Informacoes sobre ordens
| Nome do Produto | Numero de Catalogo | UNID | Preco | Qde | FAVORITOS | |
DDX17 Plasmídeo de ativação de CRISPR (h) | sc-401338-ACT | 20 µg | $397.00 |
DDX17 (helicase 17 da família DEAD-box) é uma helicase de RNA humana dependente de ATP que remodela o RNA e complexos ribonucleoproteicos para coordenar múltiplas etapas do metabolismo de RNA. Participa do splicing do pré-mRNA, da correulação transcricional, da biogênese de microRNAs e do processamento de RNAs relacionados aos ribossomos, conectando a atividade de helicase de RNA a programas de expressão gênica que governam proliferação e diferenciação. A função de DDX17 cruza-se com redes transcricionais dependentes de sinalização e com complexos regulatórios associados à cromatina, moldando isoformas de transcritos específicas de contexto e a estabilidade do RNA. A desregulação do processamento de RNA e do controle transcricional associados a DDX17 tem sido implicada em vias oncogênicas e do desenvolvimento, tornando-a relevante para estudos mecanísticos de expressão gênica alterada em modelos de doença.
DDX17 O Plasmídeo de Ativação CRISPR (h) oferece uma abordagem direcionada e não destrutiva para regular positivamente a expressão endógena de DDX17 sem alterar a sequência de ADN subjacente.
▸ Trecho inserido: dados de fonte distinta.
// file: src/database/meetings.rs
use super::Database;
use crate::error::AppResult;
use crate::models::{Document, Meeting, MeetingPatch, Status};
use crate::provider::Query;
use crate::schema::collections::MEETINGS;
use crate::utils::{end_of_day, start_of_day};
use chrono::{DateTime, Duration, Utc};
use chrono_tz::Tz;

pub const DEFAULT_UPCOMING_HOURS: i64 = 2;

pub async fn create(db: &Database, meeting: &Meeting) -> AppResult<Document<Meeting>> {
    db.create(MEETINGS, &meeting.base.user_id, meeting).await
}

pub async fn get_by_id(db: &Database, meeting_id: &str) -> AppResult<Document<Meeting>> {
    db.get(MEETINGS, meeting_id).await
}

pub async fn update(db: &Database, meeting_id: &str, patch: &MeetingPatch) -> AppResult<Document<Meeting>> {
    db.update(MEETINGS, meeting_id, patch).await
}

pub async fn delete(db: &Database, meeting_id: &str) -> AppResult<()> {
    db.delete(MEETINGS, meeting_id).await
}

pub async fn get_by_user(db: &Database, user_id: &str) -> AppResult<Vec<Document<Meeting>>> {
    db.list(MEETINGS, vec![Query::equal("userId", user_id)]).await
}

/// Meetings starting within `[start, end]`.
pub async fn get_by_date_range(
    db: &Database,
    user_id: &str,
    start: &DateTime<Utc>,
    end: &DateTime<Utc>,
) -> AppResult<Vec<Document<Meeting>>> {
    db.list(
        MEETINGS,
        vec![
            Query::equal("userId", user_id),
            Query::greater_than_equal("startDateTime", start),
            Query::less_than_equal("startDateTime", end),
        ],
    )
    .await
}

/// Meetings starting today, where "today" is the current calendar day in `timezone`.
pub async fn get_todays_meetings(db: &Database, user_id: &str, timezone: Tz) -> AppResult<Vec<Document<Meeting>>> {
    let local_now = Utc::now().with_timezone(&timezone);
    get_by_date_range(db, user_id, &start_of_day(&local_now), &end_of_day(&local_now)).await
}

/// Meetings that are not cancelled and start in `(now, now + hours]`.
pub async fn get_upcoming_meetings(db: &Database, user_id: &str, hours: i64) -> AppResult<Vec<Document<Meeting>>> {
    let now = Utc::now();
    let until = now + Duration::hours(hours);

    db.list(
        MEETINGS,
        vec![
            Query::equal("userId", user_id),
            Query::not_equal("status", Status::Cancelled.as_str()),
            Query::greater_than("startDateTime", &now),
            Query::less_than_equal("startDateTime", &until),
        ],
    )
    .await
}

#[cfg(test)]
mod tests {
    use super::*;
    use crate::models::{Attendee, MeetingMode};

    fn meeting(title: &str, start: DateTime<Utc>) -> Meeting {
        Meeting::new("user-1", title, start, start + Duration::minutes(30))
    }

    #[tokio::test]
    async fn test_upcoming_skips_cancelled_and_far_meetings() {
        let db = Database::in_memory("focusflow-db");
        let now = Utc::now();

        let mut cancelled = meeting("cancelled", now + Duration::minutes(30));
        cancelled.base.status = Status::Cancelled;
        for m in [
            meeting("soon", now + Duration::minutes(45)),
            meeting("later", now + Duration::hours(5)),
            meeting("started", now - Duration::minutes(5)),
            cancelled,
        ] {
            create(&db, &m).await.unwrap();
        }

        let upcoming = get_upcoming_meetings(&db, "user-1", DEFAULT_UPCOMING_HOURS).await.unwrap();
        let titles: Vec<&str> = upcoming.iter().map(|m| m.base.title.as_str()).collect();
        assert_eq!(titles, vec!["soon"]);
    }

    #[tokio::test]
    async fn test_todays_meetings_use_local_day() {
        let db = Database::in_memory("focusflow-db");
        let tz: Tz = "America/New_York".parse().unwrap();
        let local_now = Utc::now().with_timezone(&tz);
        let day_start = start_of_day(&local_now);

        create(&db, &meeting("today", day_start + Duration::hours(10))).await.unwrap();
        create(&db, &meeting("yesterday", day_start - Duration::hours(1))).await.unwrap();
        create(&db, &meeting("tomorrow", day_start + Duration::hours(25))).await.unwrap();

        let today = get_todays_meetings(&db, "user-1", tz).await.unwrap();
        let titles: Vec<&str> = today.iter().map(|m| m.base.title.as_str()).collect();
        assert_eq!(titles, vec!["today"]);
    }

    #[tokio::test]
    async fn test_attendees_survive_storage() {
        let db = Database::in_memory("focusflow-db");
        let mut m = meeting("Planning", Utc::now() + Duration::days(1));
        m.meeting_mode = MeetingMode::Hybrid;
        m.attendees = vec![Attendee::new("ann@example.com"), Attendee::new("bob@example.com")];

        let created = create(&db, &m).await.unwrap();
        let fetched = get_by_id(&db, &created.id).await.unwrap();
        assert_eq!(fetched.attendees.len(), 2);
        assert_eq!(fetched.meeting_mode, MeetingMode::Hybrid);
        assert_eq!(get_by_user(&db, "user-1").await.unwrap().len(), 1);
    }
}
DDX17 O Plasmídeo de Ativação CRISPR (h) é um sistema mediador de ativação sinérgica (SAM) de três plasmídeos, concebido para a regulação positiva transcricional altamente eficiente e específica do locus DDX17 em linhas celulares humanas. O sistema é construído em torno de uma Cas9 cataliticamente inativa (dCas9) portadora de duas mutações inativadoras (D10A e N863A) que eliminam a atividade nuclease, preservando simultaneamente a ligação ao ADN. Esta dCas9 é fundida com VP64, um potente ativador transcricional, e é coexpressa com um gene de resistência à blasticidina para seleção. O segundo plasmídeo codifica a proteína de fusão MS2-p65-HSF1, um complexo ativador secundário que atua em conjunto com o dCas9-VP64, juntamente com um gene de resistência à higromicina. O terceiro plasmídeo codifica um sgRNA de 20 nt específico para o alvo, fundido a dois aptâmeros de RNA MS2 que recrutam o complexo MS2-p65-HSF1 para o local de ativação, acompanhado por um gene de resistência à puromicina. Os três plasmídeos são administrados numa proporção de massa de 1:1:1 para uma expressão equilibrada de todos os componentes do sistema.
Uma vez montado no locus alvo, o complexo SAM liga-se a cerca de 200 pb a montante do local de início da transcrição DDX17, onde VP64, p65 e HSF1 atuam em conjunto para recrutar a maquinaria transcricional e impulsionar a regulação positiva da expressão endógena de DDX17. Ao contrário da Cas9 com atividade nuclease, o dCas9 não introduz quebras de cadeia dupla nem modifica a sequência genómica, preservando o locus DDX17 nativo e permitindo o estudo de respostas transcricionais dependentes de DDX17 no locus endógeno, tornando-o uma ferramenta valiosa para estudos funcionais, identificação de genes-alvo e modelagem da restauração da via DDX17 em células tumorais com expressão de DDX17 silenciada ou reduzida.
Apenas para uso em investigação. Não se destina a uso diagnóstico ou terapêutico.